This a legit point, but I try not to let them dry too much. And actually, the stems are never dry enough to snap before I put them in jars. The basement stays very cool and pretty moist so the drying really takes a while. Like I said, usually about a week to 11 days hanging in the tent. I have tried to go straight to jars from here but there has been condensation on the jars which I hear is no bueno. So I added the extra 3 to 5 days in grocery bags. Maybe I am too worried about mold though, maybe I'll try to dry even slower next time. Thanks for the input man.


----------



## fredlanpher (Jul 2, 2011)

namtih024 said:


> a harsh smoke, you feel in your throat and a bad tasting back end of the bowl would indicate nutrients still in your bud. maybe your soil is storing more nutrients than you think. does it burn away to clean white ash, or does it turn black and leave unburned chunks at the bottom of the bowl
> 
> you said your buds are not perfect, this will affect your drying process. letting the stems dry till they snap is a better method for dense buds that retain more moisture. if you grow high sativa stains that form looser buds, or just still perfecting your technique and dont yet have compact buds, it may be a better idea to begin cure just before the stems snap. this will allow more moisture to be wicked evenly through your buds and give a smoother, tastier toke.

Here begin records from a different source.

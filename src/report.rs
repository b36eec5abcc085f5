use std::io::Write;

use chrono::NaiveDate;
use error_stack::{Report, ResultExt};
use serde::Serialize;

use crate::error::ReportError;
use crate::model::{MacdPoint, MovingAveragePoint, OutputFormat};

#[derive(Serialize)]
struct MovingAverageRow {
    date: NaiveDate,
    adj_close: f64,
    sma: f64,
    ema: f64,
}

impl From<&MovingAveragePoint> for MovingAverageRow {
    fn from(p: &MovingAveragePoint) -> Self {
        Self {
            date: p.price.date,
            adj_close: p.price.adj_close,
            sma: p.sma,
            ema: p.ema,
        }
    }
}

#[derive(Serialize)]
struct MacdRow {
    date: NaiveDate,
    adj_close: f64,
    ema_fast: f64,
    ema_slow: f64,
    macd: f64,
    signal: f64,
}

impl From<&MacdPoint> for MacdRow {
    fn from(p: &MacdPoint) -> Self {
        Self {
            date: p.price.date,
            adj_close: p.price.adj_close,
            ema_fast: p.ema_fast,
            ema_slow: p.ema_slow,
            macd: p.macd,
            signal: p.signal,
        }
    }
}

/// Write a moving-average series as a JSON array or as CSV rows.
pub fn write_moving_averages<W: Write>(
    writer: W,
    format: OutputFormat,
    points: &[MovingAveragePoint],
) -> Result<(), Report<ReportError>> {
    match format {
        OutputFormat::Json => write_json(writer, points),
        OutputFormat::Csv => write_csv(writer, points.iter().map(MovingAverageRow::from)),
    }
}

/// Write a MACD series as a JSON array or as CSV rows.
pub fn write_macd<W: Write>(
    writer: W,
    format: OutputFormat,
    points: &[MacdPoint],
) -> Result<(), Report<ReportError>> {
    match format {
        OutputFormat::Json => write_json(writer, points),
        OutputFormat::Csv => write_csv(writer, points.iter().map(MacdRow::from)),
    }
}

fn write_json<W: Write, T: Serialize>(mut writer: W, points: &[T]) -> Result<(), Report<ReportError>> {
    let context = || ReportError::Write {
        format: OutputFormat::Json.to_string(),
    };
    serde_json::to_writer_pretty(&mut writer, points).change_context_lazy(context)?;
    writeln!(writer).change_context_lazy(context)?;
    writer.flush().change_context_lazy(context)?;
    Ok(())
}

fn write_csv<W: Write, T: Serialize>(
    writer: W,
    rows: impl Iterator<Item = T>,
) -> Result<(), Report<ReportError>> {
    let context = || ReportError::Write {
        format: OutputFormat::Csv.to_string(),
    };
    let mut wtr = csv::Writer::from_writer(writer);
    for row in rows {
        wtr.serialize(row).change_context_lazy(context)?;
    }
    wtr.flush().change_context_lazy(context)?;
    Ok(())
}
pub mod csv_file;

use chrono::{Duration, NaiveDate};
use error_stack::Report;

use crate::error::SourceError;
use crate::model::PricePoint;

/// Days per look-back year, as the period selector counts them.
const DAYS_PER_YEAR: i64 = 365;

/// Somewhere ascending daily price bars can be loaded from.
pub trait PriceSource {
    /// Short description of where the bars come from, for logs.
    fn describe(&self) -> String;

    /// Load the full series, ascending by date with no duplicate dates.
    fn load(&self) -> Result<Vec<PricePoint>, Report<SourceError>>;
}

/// Sort bars ascending by date and reject duplicate dates.
pub fn normalize(mut points: Vec<PricePoint>) -> Result<Vec<PricePoint>, Report<SourceError>> {
    if points.is_empty() {
        return Err(Report::new(SourceError::Empty));
    }

    points.sort_by_key(|p| p.date);

    if let Some(pair) = points.windows(2).find(|w| w[0].date == w[1].date) {
        return Err(Report::new(SourceError::DuplicateDate {
            date: pair[0].date.to_string(),
        }));
    }

    Ok(points)
}

/// The suffix of `series` dated within `years` years up to and including `end`.
///
/// `series` must be ascending by date.
pub fn trailing_years(series: &[PricePoint], end: NaiveDate, years: u32) -> &[PricePoint] {
    let start = end - Duration::days(i64::from(years) * DAYS_PER_YEAR);
    let from = series.partition_point(|p| p.date < start);
    let to = series.partition_point(|p| p.date <= end);
    &series[from..to.max(from)]
}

You have an excellent point about imperfect buds drying faster. I will take your's and Mr. Garcia's advice and put them in jars sooner next time.


----------



## fredlanpher (Jul 2, 2011)

VoidObject said:


> Try growing hydroponically.. soil has a hard time flushing and therefore has nute build up. When you smoke a bowl is the ash white? If it's gray/black you have nutes in it.

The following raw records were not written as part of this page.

mod config;
mod error;
mod indicator;
mod model;
mod report;
mod source;

use std::io;
use std::path::{Path, PathBuf};

use chrono::{Local, NaiveDate};
use clap::{Parser, Subcommand};
use derive_more::{Display, Error};
use error_stack::{Report, ResultExt};
use tracing::{info, warn};
use tracing_subscriber::EnvFilter;

use config::AppConfig;
use error::IndicatorError;
use indicator::Indicator;
use indicator::ma::{Sma, compute_moving_averages};
use indicator::macd::{Macd, compute_macd};
use model::PricePoint;
use source::csv_file::CsvFileSource;
use source::{PriceSource, trailing_years};

#[derive(Debug, Display, Error)]
pub enum AppError {
    #[display("configuration error")]
    Config,
    #[display("price source error")]
    Source,
    #[display("indicator error")]
    Indicator,
    #[display("output error")]
    Output,
}

#[derive(Parser)]
#[command(
    name = "stock-indicators",
    about = "Moving averages and MACD for daily stock prices"
)]
struct Cli {
    /// Path to the TOML configuration file (defaults apply when omitted)
    #[arg(short, long)]
    config: Option<PathBuf>,

    #[command(subcommand)]
    command: Command,
}

#[derive(Subcommand)]
enum Command {
    /// Simple and exponential moving averages of the adjusted close
    Ma {
        #[command(flatten)]
        history: HistoryArgs,
        /// Window size in trading days (5..=500)
        #[arg(short, long)]
        window: Option<usize>,
    },
    /// MACD line and signal line of the adjusted close
    Macd {
        #[command(flatten)]
        history: HistoryArgs,
    },
}

#[derive(clap::Args)]
struct HistoryArgs {
    /// CSV file with Date,Open,High,Low,Close,Adj Close,Volume columns
    #[arg(short, long)]
    input: PathBuf,
    /// Look-back period in years (1..=10)
    #[arg(short, long)]
    years: Option<u32>,
    /// Last date of the look-back period, YYYY-MM-DD (defaults to today)
    #[arg(long)]
    end: Option<NaiveDate>,
    /// Output format: json | csv
    #[arg(short, long)]
    format: Option<String>,
}

fn main() {
    if let Err(report) = run() {
        eprintln!("{report:?}");
        std::process::exit(1);
    }
}

fn run() -> Result<(), Report<AppError>> {
    let cli = Cli::parse();
    let config = config::load(cli.config.as_deref()).change_context(AppError::Config)?;

    init_tracing(&config);

    match cli.command {
        Command::Ma { history, window } => run_moving_averages(&config, &history, window),
        Command::Macd { history } => run_macd(&config, &history),
    }
}

fn init_tracing(config: &AppConfig) {
    let filter = EnvFilter::new(&config.general.log_level);
    match config.general.log_format.as_str() {
        "json" => {
            tracing_subscriber::fmt()
                .json()
                .with_env_filter(filter)
                .with_writer(io::stderr)
                .init();
        }
        _ => {
            tracing_subscriber::fmt()
                .with_env_filter(filter)
                .with_writer(io::stderr)
                .init();
        }
    }
}

fn run_moving_averages(
    config: &AppConfig,
    history: &HistoryArgs,
    window: Option<usize>,
) -> Result<(), Report<AppError>> {
    let technicals = config
        .technicals
        .with_overrides(window, history.years)
        .change_context(AppError::Config)?;
    let format = config
        .output
        .resolve(history.format.as_deref())
        .change_context(AppError::Config)?;

    let series = load_history(&history.input, history.end, technicals.years)?;
    let sma = Sma::new(technicals.window_size).change_context(AppError::Indicator)?;
    check_history(&sma, &series, technicals.years);

    let points = compute_moving_averages(&series, technicals.window_size)
        .change_context(AppError::Indicator)?;

    info!(
        window_size = technicals.window_size,
        years = technicals.years,
        rows = points.len(),
        "moving averages ready"
    );

    report::write_moving_averages(io::stdout().lock(), format, &points)
        .change_context(AppError::Output)
}

fn run_macd(config: &AppConfig, history: &HistoryArgs) -> Result<(), Report<AppError>> {
    let technicals = config
        .technicals
        .with_overrides(None, history.years)
        .change_context(AppError::Config)?;
    let format = config
        .output
        .resolve(history.format.as_deref())
        .change_context(AppError::Config)?;
    let params = config.macd.params();

    let series = load_history(&history.input, history.end, technicals.years)?;
    let macd = Macd::new(params).change_context(AppError::Indicator)?;
    check_history(&macd, &series, technicals.years);

    let points = compute_macd(&series, params).change_context(AppError::Indicator)?;

    info!(
        fast = params.fast_period,
        slow = params.slow_period,
        signal = params.signal_period,
        years = technicals.years,
        rows = points.len(),
        "macd ready"
    );

    report::write_macd(io::stdout().lock(), format, &points).change_context(AppError::Output)
}

/// Load the full series and keep the trailing `years` up to `end`.
fn load_history(
    input: &Path,
    end: Option<NaiveDate>,
    years: u32,
) -> Result<Vec<PricePoint>, Report<AppError>> {
    let source = CsvFileSource::new(input);
    let all = source.load().change_context(AppError::Source)?;

    let end = end.unwrap_or_else(|| Local::now().date_naive());
    let window = trailing_years(&all, end, years);

    info!(
        source = %source.describe(),
        end = %end,
        years,
        loaded = all.len(),
        kept = window.len(),
        "history selected"
    );

    Ok(window.to_vec())
}

/// Warn ahead of the computation when the selected history is too short,
/// so the user knows a longer period is needed.
fn check_history(indicator: &dyn Indicator, series: &[PricePoint], years: u32) {
    let required = indicator.required_points();
    if series.len() < required {
        let err = IndicatorError::InsufficientData {
            required,
            available: series.len(),
        };
        warn!(
            indicator = indicator.name(),
            years,
            "{err}; request a longer period with --years"
        );
    }
}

Yeah I hate to give up on soil because like Little Tommy said, it's gotta be possible if I just do it right. However, I am getting tired of dealing with the soil, and the basement is pretty inconvienient because I have to go out of the house to get there. I am really considering investing in some sort of ebb n grow system.


----------



## fredlanpher (Jul 2, 2011)

two2brains said:


> does it sound like 10pm on the 4th of july when you light the bowl or pull on the blunt?


Nope no crackling, good thought though.


----------



## fredlanpher (Jul 2, 2011)

eoddom said:


> Or...just an idea...if you are drying in your basement and the humidity is high...you are probably tasting some really nasty mold man.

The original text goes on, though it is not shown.